On first look, consumer technologies may appear out of place in an energy environment where there is no direct focus on end customers, the work environment is physically demanding and work is driven by enterprise systems not smart phone apps. It is easy, therefore, to overlook the impact of digital technology in the energy industry. When you take a look at what it means to be digital, however, its potential in the sector is very significant. With operations over flowing with paper records, an excess of administrative monitoring and reporting and delays, duplication and cost, energy faces multiple challenges that digital can address.
This article was first published in December 2013 in Petroleum Review and is reproduced by permission of the Energy Institute, 61 New Cavendish Street, London W1G 7AR.
While energy companies have applied IT to these challenges, digital technologies now create better solutions and new opportunities. Digital technology increases the information intensity and connectedness of people, business processes, operations and equipment. The key is to embrace digital not as just another set of technologies, but as a new way of working to achieve improved results and better performance.
Accenture has looked at digital’s impact on energy processes and has identified a number of points where digital transformation is possible and profitable. For instance, where forecasting and execution failures are resulting in significant capital overruns, particularly for megaprojects, or where there are mismatches between production forecasts and the ability to execute is limiting revenue and investor valuations. We also see digital providing solutions for production misses, deterring cyber-attacks, reducing supply chain risk and helping to protect an organisation from legal and regulatory threats.
In a recent survey we found that 82% of energy businesses saw innovation in IT as ‘extremely important’ in driving success, but only 61% described themselves as ‘extremely satisfied’ with current levels of progress. Leveraging digital to change how work is done and bring information to the edge of the enterprise where it is needed most can help change that. Now is the time for the energy industry to embrace digital.
Digital technologies extend beyond the limits of any specific technology like social media, analytics, mobile communications, ‘big data’ or cloud computing. Digitising a process elevates the accessibility and application of the information by combining it with other digitised processes or resources in new ways to create greater responsiveness, agility, innovation and opportunity.
Digital technologies enable automatic monitoring of a range of measurements from production, flow, temperature and pressure variations. Digitising this information and then applying it alongside maintenance schedules will ensure operations and people are optimised across all points of reference.
Digital can also be used to automate administrative tasks, enabling re-engineering of mission critical operations by taking single operations out of their silos and connecting them to one another. It allows energy companies to work with a complete picture of their operations in real time and act in a holistic rather than in a linear fashion which often meant taking three steps forward and one step back.
A new approachThe energy industry needs new business and operational models and digital, through combining the insights of analytics with mobility, is helping to implement more efficient supply chain and logistics processes and effectively optimise, and even predict, production, site by site.

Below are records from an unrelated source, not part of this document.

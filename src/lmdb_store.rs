//! Durable [`KeyValueStore`] on top of LMDB.
//!
//! Snapshots are kept in a single named database inside an environment
//! directory `<name>.lmdb`. Every write is its own committed transaction,
//! so a snapshot is either fully stored or not stored at all.

use std::fs;
use std::path::{Path, PathBuf};

use lmdb::{Database, DatabaseFlags, Environment, Transaction, WriteFlags};
use log::{debug, info};

use crate::persistence::KeyValueStore;
use crate::store_error::PersistenceError;

const SNAPSHOT_DB: &str = "snapshots";
const MAP_SIZE: usize = 10 * 1024 * 1024;

pub struct LmdbStore {
    env: Environment,
    db: Database,
    dir: PathBuf,
}

impl LmdbStore {
    /// Opens (or creates) the environment at `<name>.lmdb`.
    pub fn open(name: &str) -> Result<Self, PersistenceError> {
        let dir = PathBuf::from(format!("{name}.lmdb"));

        if dir.exists() {
            info!("Opening existing snapshot store at: {}", dir.display());
        } else {
            info!("Creating snapshot store at: {}", dir.display());
            fs::create_dir_all(&dir).map_err(|e| {
                PersistenceError::Storage(format!("cannot create {}: {e}", dir.display()))
            })?;
        }

        let env = Environment::new()
            .set_max_dbs(1)
            .set_map_size(MAP_SIZE)
            .open(&dir)?;
        let db = env.create_db(Some(SNAPSHOT_DB), DatabaseFlags::empty())?;

        Ok(Self { env, db, dir })
    }

    pub fn path(&self) -> &Path {
        &self.dir
    }

    /// Drops every stored snapshot.
    pub fn clear_all(&self) -> Result<(), PersistenceError> {
        let mut txn = self.env.begin_rw_txn()?;
        txn.clear_db(self.db)?;
        txn.commit()?;
        Ok(())
    }

    /// Flushes pending writes to disk.
    pub fn sync(&self) -> Result<(), PersistenceError> {
        self.env.sync(true)?;
        Ok(())
    }
}

impl KeyValueStore for LmdbStore {
    fn get(&self, key: &str) -> Result<Option<String>, PersistenceError> {
        let txn = self.env.begin_ro_txn()?;
        let value = match txn.get(self.db, &key) {
            Ok(bytes) => Some(String::from_utf8(bytes.to_vec()).map_err(|e| {
                PersistenceError::Storage(format!("snapshot '{key}' is not UTF-8: {e}"))
            })?),
            Err(lmdb::Error::NotFound) => None,
            Err(e) => return Err(e.into()),
        };
        txn.abort();
        Ok(value)
    }

    fn set(&self, key: &str, value: &str) -> Result<(), PersistenceError> {
        let mut txn = self.env.begin_rw_txn()?;
        txn.put(self.db, &key, &value, WriteFlags::empty())?;
        txn.commit()?;
        Ok(())
    }

    fn remove(&self, key: &str) -> Result<(), PersistenceError> {
        let mut txn = self.env.begin_rw_txn()?;
        match txn.del(self.db, &key, None) {
            Ok(()) => {}
            Err(lmdb::Error::NotFound) => {
                debug!("Snapshot '{key}' was already absent");
            }
            Err(e) => return Err(e.into()),
        }
        txn.commit()?;
        Ok(())
    }
}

In this new and changing energy landscape, ongoing investments also need to be protected. Large capital projects can cost billions of dollars and oil companies are keen to keep these projects progressing smoothly and producing quickly. It might seem counter-intuitive to talk about implementing digital technologies into these large capital projects in flight. A concern might be that this would delay the time to getting a return on this large investment. Actually, the opposite is true.